Fortunately for Mr. Smith, he caught wind via the evening news that a winning ticket from May 25, 2016 was still out there and soon to expire.

“A lucky New Yorker has a $24 million Lotto payday just waiting — but the winner has to act fast as time is running out,” director of the New York Gaming Commission’s Division of the Lottery Gweneth Dean announced back in May.

Since it was two days before the deadline, the retired security officer checked the pocket of one of his favorite shirts where he kept previous tickets.
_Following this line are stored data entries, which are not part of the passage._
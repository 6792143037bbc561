//! Consecutive-failure counting and notification gating.

use chrono::{DateTime, Duration, Utc};
use parking_lot::Mutex;
use std::collections::HashMap;
use std::hash::Hash;

use crate::resource::ResourceId;

/// Minimum spacing between repeated notifications for one key.
pub const NOTIFY_INTERVAL_HOURS: i64 = 24;

/// Failure count at which a problem is escalated.
pub const ESCALATION_COUNT: u32 = 2;

#[derive(Debug, Clone, Copy, Default, PartialEq, Eq)]
pub struct FailureRecord {
    pub count: u32,
    pub last_notified: Option<DateTime<Utc>>,
}

/// Per-key failure counters for one check.
///
/// Keys are usually resources; service-level checks use `()`.
#[derive(Debug)]
pub struct FailureTracker<K = ResourceId> {
    records: Mutex<HashMap<K, FailureRecord>>,
}

impl<K> Default for FailureTracker<K> {
    fn default() -> Self {
        Self {
            records: Mutex::new(HashMap::new()),
        }
    }
}

impl<K: Eq + Hash + Clone> FailureTracker<K> {
    pub fn new() -> Self {
        Self::default()
    }

    /// Reset on success, increment on failure. Returns the new count.
    pub fn record_outcome(&self, key: &K, success: bool) -> u32 {
        let mut records = self.records.lock();
        let record = records.entry(key.clone()).or_default();
        if success {
            record.count = 0;
        } else {
            record.count = record.count.saturating_add(1);
        }
        record.count
    }

    /// Whether an admin should be told about this failure now.
    ///
    /// True when the count just reached the escalation point, when the key has
    /// never notified, or when a day has passed since it last did. A true
    /// answer records `now` as the last notification.
    pub fn should_notify(&self, key: &K, now: DateTime<Utc>) -> bool {
        let mut records = self.records.lock();
        let record = records.entry(key.clone()).or_default();
        let notify = record.count == ESCALATION_COUNT
            || match record.last_notified {
                None => true,
                Some(last) => now - last >= Duration::hours(NOTIFY_INTERVAL_HOURS),
            };
        if notify {
            record.last_notified = Some(now);
        }
        notify
    }

    pub fn escalate(&self, key: &K) -> bool {
        self.count(key) >= ESCALATION_COUNT
    }

    pub fn count(&self, key: &K) -> u32 {
        self.records.lock().get(key).map_or(0, |r| r.count)
    }

    pub fn record(&self, key: &K) -> Option<FailureRecord> {
        self.records.lock().get(key).copied()
    }
}

#[cfg(test)]
mod tests {
    use super::*;

    fn at(s: &str) -> DateTime<Utc> {
        DateTime::parse_from_rfc3339(s).unwrap().with_timezone(&Utc)
    }

    #[test]
    fn test_failures_then_success_resets() {
        let tracker = FailureTracker::new();
        let key = ResourceId(1);
        for expected in 1..=5 {
            assert_eq!(tracker.record_outcome(&key, false), expected);
        }
        assert!(tracker.escalate(&key));
        assert_eq!(tracker.record_outcome(&key, true), 0);
        assert!(!tracker.escalate(&key));
        assert_eq!(tracker.count(&key), 0);
    }

    #[test]
    fn test_notification_suppressed_within_a_day() {
        let tracker = FailureTracker::new();
        let key = ResourceId(1);

        tracker.record_outcome(&key, false);
        assert!(tracker.should_notify(&key, at("2024-06-10T10:00:00Z")));

        // Count 2 always notifies.
        tracker.record_outcome(&key, false);
        assert!(tracker.should_notify(&key, at("2024-06-10T11:00:00Z")));

        tracker.record_outcome(&key, false);
        assert!(!tracker.should_notify(&key, at("2024-06-10T12:00:00Z")));
        assert!(!tracker.should_notify(&key, at("2024-06-11T10:59:59Z")));
        assert!(tracker.should_notify(&key, at("2024-06-11T11:00:00Z")));
    }

    #[test]
    fn test_keys_are_independent() {
        let tracker = FailureTracker::new();
        tracker.record_outcome(&ResourceId(1), false);
        tracker.record_outcome(&ResourceId(1), false);
        assert_eq!(tracker.count(&ResourceId(2)), 0);
        assert!(tracker.should_notify(&ResourceId(2), at("2024-06-10T10:00:00Z")));
    }

    #[test]
    fn test_unit_key_for_service_checks() {
        let tracker: FailureTracker<()> = FailureTracker::new();
        tracker.record_outcome(&(), false);
        tracker.record_outcome(&(), false);
        assert!(tracker.escalate(&()));
    }
}
//! Command boundary tests: handler, HTTP routes and outbound routing.

mod common;

use axum::body::Body;
use axum::http::{Request, StatusCode};
use chrono::NaiveDate;
use common::*;
use skyreel_core::clock::{fixed_clock, Clock};
use skyreel_core::command::api::{self, AppState};
use skyreel_core::command::{Command, CommandHandler, CommandReply};
use skyreel_core::error::ErrorCode;
use skyreel_core::jobs::{
    ClipSettings, DayLongClipFactory, HourlyClipFactory, JobFamily, JobRegistry, SerialJobRunner,
};
use skyreel_core::resource::{Resource, ResourceId};
use skyreel_core::services::{CommandRouter, CommandSink, ServiceName};
use std::sync::atomic::Ordering;
use std::sync::Arc;
use std::time::Duration;
use tower::ServiceExt;
use wiremock::matchers::{body_json, method, path};
use wiremock::{Mock, MockServer, ResponseTemplate};

fn handler(harness: &Harness, clock: Clock) -> Arc<CommandHandler> {
    let ctx = harness.context(ClipSettings::default());
    let hourly = Arc::new(JobRegistry::new(
        Arc::new(HourlyClipFactory::new(ctx.clone())),
        SerialJobRunner::start(JobFamily::Hourly, clock.clone()),
        clock.clone(),
    ));
    let day_long = Arc::new(JobRegistry::new(
        Arc::new(DayLongClipFactory::new(ctx.clone())),
        SerialJobRunner::start(JobFamily::DayLong, clock.clone()),
        clock.clone(),
    ));
    Arc::new(CommandHandler::new(hourly, day_long, ctx, clock))
}

fn resources() -> Vec<Resource> {
    let mut inactive = camera(2);
    inactive.active = false;
    vec![camera(1), inactive]
}

// ============================================================================
// Handler Tests
// ============================================================================

#[tokio::test]
async fn test_start_schedules_both_families() {
    let harness = Harness::new(resources(), Vec::new());
    let handler = handler(&harness, fixed_clock(at("2024-06-10T13:05:00Z")));

    let reply = handler.handle(Command::Start { resource: ResourceId(1) }).await.unwrap();
    assert_eq!(
        reply,
        CommandReply::Scheduled {
            resource: ResourceId(1),
            hourly_next_run: Some(at("2024-06-10T14:00:00Z")),
            day_long_next_run: Some(at("2024-06-10T13:10:00Z")),
        }
    );
    assert_eq!(handler.hourly().active(), vec![ResourceId(1)]);
    assert_eq!(handler.day_long().active(), vec![ResourceId(1)]);

    let reply = handler.handle(Command::Stop { resource: ResourceId(1) }).await.unwrap();
    assert_eq!(
        reply,
        CommandReply::Stopped {
            resource: ResourceId(1),
            was_scheduled: true
        }
    );
    assert!(handler.hourly().is_empty());
    assert!(handler.day_long().is_empty());
}

#[tokio::test]
async fn test_start_rejects_inactive_and_unknown() {
    let harness = Harness::new(resources(), Vec::new());
    let handler = handler(&harness, fixed_clock(at("2024-06-10T13:05:00Z")));

    let err = handler.handle(Command::Start { resource: ResourceId(2) }).await.unwrap_err();
    assert_eq!(err.code(), ErrorCode::ResourceNotSchedulable);

    let err = handler.handle(Command::Start { resource: ResourceId(99) }).await.unwrap_err();
    assert_eq!(err.code(), ErrorCode::ResourceNotFound);
}

#[tokio::test]
async fn test_start_after_deactivation_clears_schedules() {
    let harness = Harness::new(resources(), Vec::new());
    let handler = handler(&harness, fixed_clock(at("2024-06-10T13:05:00Z")));

    handler.handle(Command::Start { resource: ResourceId(1) }).await.unwrap();
    assert_eq!(handler.day_long().len(), 1);

    harness.database.resources.lock()[0].active = false;
    let err = handler.handle(Command::Start { resource: ResourceId(1) }).await.unwrap_err();
    assert_eq!(err.code(), ErrorCode::ResourceNotSchedulable);
    assert!(handler.hourly().is_empty());
    assert!(handler.day_long().is_empty());
}

#[tokio::test]
async fn test_stop_when_unscheduled() {
    let harness = Harness::new(resources(), Vec::new());
    let handler = handler(&harness, fixed_clock(at("2024-06-10T13:05:00Z")));

    let reply = handler.handle(Command::Stop { resource: ResourceId(1) }).await.unwrap();
    assert_eq!(
        reply,
        CommandReply::Stopped {
            resource: ResourceId(1),
            was_scheduled: false
        }
    );
}

#[tokio::test]
async fn test_schedule_all_skips_inactive() {
    let harness = Harness::new(resources(), Vec::new());
    let handler = handler(&harness, fixed_clock(at("2024-06-10T13:05:00Z")));

    assert_eq!(handler.schedule_all().await.unwrap(), 1);
    assert_eq!(handler.hourly().len(), 1);
}

#[tokio::test]
async fn test_make_hourly_clips_on_demand() {
    let resource = camera(1);
    let images = vec![image(&resource, at("2024-06-09T08:10:00Z"))];
    let harness = Harness::new(vec![resource], images);
    let handler = handler(&harness, fixed_clock(at("2024-06-10T13:05:00Z")));

    let reply = handler
        .handle(Command::MakeHourlyClips {
            resource: ResourceId(1),
            start: at("2024-06-09T08:00:00Z"),
            length_secs: Some(20),
            codec: None,
        })
        .await
        .unwrap();
    match reply {
        CommandReply::Clips { instances, .. } => assert_eq!(instances.len(), 2),
        other => panic!("unexpected reply: {:?}", other),
    }

    // No images in this hour
    let err = handler
        .handle(Command::MakeHourlyClips {
            resource: ResourceId(1),
            start: at("2024-06-09T09:00:00Z"),
            length_secs: None,
            codec: None,
        })
        .await
        .unwrap_err();
    assert_eq!(err.code(), ErrorCode::EncoderError);
    assert_eq!(harness.encoder.hourly_calls.load(Ordering::SeqCst), 1);
}

#[tokio::test]
async fn test_make_day_long_clip_for_past_day() {
    let harness = Harness::new(vec![camera(1)], Vec::new());
    let handler = handler(&harness, fixed_clock(at("2024-06-10T13:05:00Z")));

    handler
        .handle(Command::MakeDayLongClip {
            resource: ResourceId(1),
            day: NaiveDate::from_ymd_opt(2024, 6, 9).unwrap(),
            include_low_quality: false,
        })
        .await
        .unwrap();

    let calls = harness.encoder.day_long_calls.lock().clone();
    assert_eq!(calls.len(), 1);
    assert_eq!(calls[0].end, at("2024-06-09T23:59:59.999Z"));
    assert!(!calls[0].include_low_quality);
}

// ============================================================================
// HTTP Tests
// ============================================================================

#[tokio::test]
async fn test_http_command_round_trip() {
    let harness = Harness::new(resources(), Vec::new());
    let handler = handler(&harness, fixed_clock(at("2024-06-10T13:05:00Z")));
    let app = api::router(AppState {
        handler,
        watchdogs: None,
        metrics: None,
    });

    let response = app
        .clone()
        .oneshot(
            Request::post("/api/v1/commands")
                .header("content-type", "application/json")
                .body(Body::from(r#"{"command":"START","resource":1}"#))
                .unwrap(),
        )
        .await
        .unwrap();
    assert_eq!(response.status(), StatusCode::OK);

    let response = app
        .clone()
        .oneshot(Request::get("/api/v1/resources/1/schedule").body(Body::empty()).unwrap())
        .await
        .unwrap();
    assert_eq!(response.status(), StatusCode::OK);

    let response = app
        .oneshot(
            Request::post("/api/v1/commands")
                .header("content-type", "application/json")
                .body(Body::from(r#"{"command":"START","resource":2}"#))
                .unwrap(),
        )
        .await
        .unwrap();
    assert_eq!(response.status(), StatusCode::BAD_REQUEST);
}

// ============================================================================
// Outbound Routing Tests
// ============================================================================

#[tokio::test]
async fn test_router_posts_retrieval_commands() {
    let server = MockServer::start().await;
    Mock::given(method("POST"))
        .and(path("/api/v1/commands"))
        .and(body_json(serde_json::json!({"command": "STOP", "resource": 1})))
        .respond_with(ResponseTemplate::new(200))
        .expect(1)
        .mount(&server)
        .await;

    let harness = Harness::new(resources(), Vec::new());
    let handler = handler(&harness, fixed_clock(at("2024-06-10T13:05:00Z")));
    let router = CommandRouter::new(handler.clone(), server.uri(), Duration::from_secs(5)).unwrap();

    router
        .dispatch(ServiceName::Retrieval, Command::Stop { resource: ResourceId(1) })
        .await
        .unwrap();

    router
        .dispatch(ServiceName::Movie, Command::Start { resource: ResourceId(1) })
        .await
        .unwrap();
    assert_eq!(handler.hourly().active(), vec![ResourceId(1)]);

    let err = router
        .dispatch(ServiceName::Storage, Command::Start { resource: ResourceId(1) })
        .await
        .unwrap_err();
    assert_eq!(err.code(), ErrorCode::InvalidCommand);
}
Sure enough, the numbers 5, 12, 13, 22, 25, 35 stared him right in the face, and he was off to the New York Gaming Commission — roughly a mile from the Renu Corp Grocery & Tobacco store where he’d purchased the ticket a year prior — to collect his winnings. He’s a dramatic reenactment of how we assume things went:

“I had to stick my head out the window and breathe in some fresh air,” Smith said of his experience finding the big winner. “I was in serious doubt. I really had to convince myself this was real.”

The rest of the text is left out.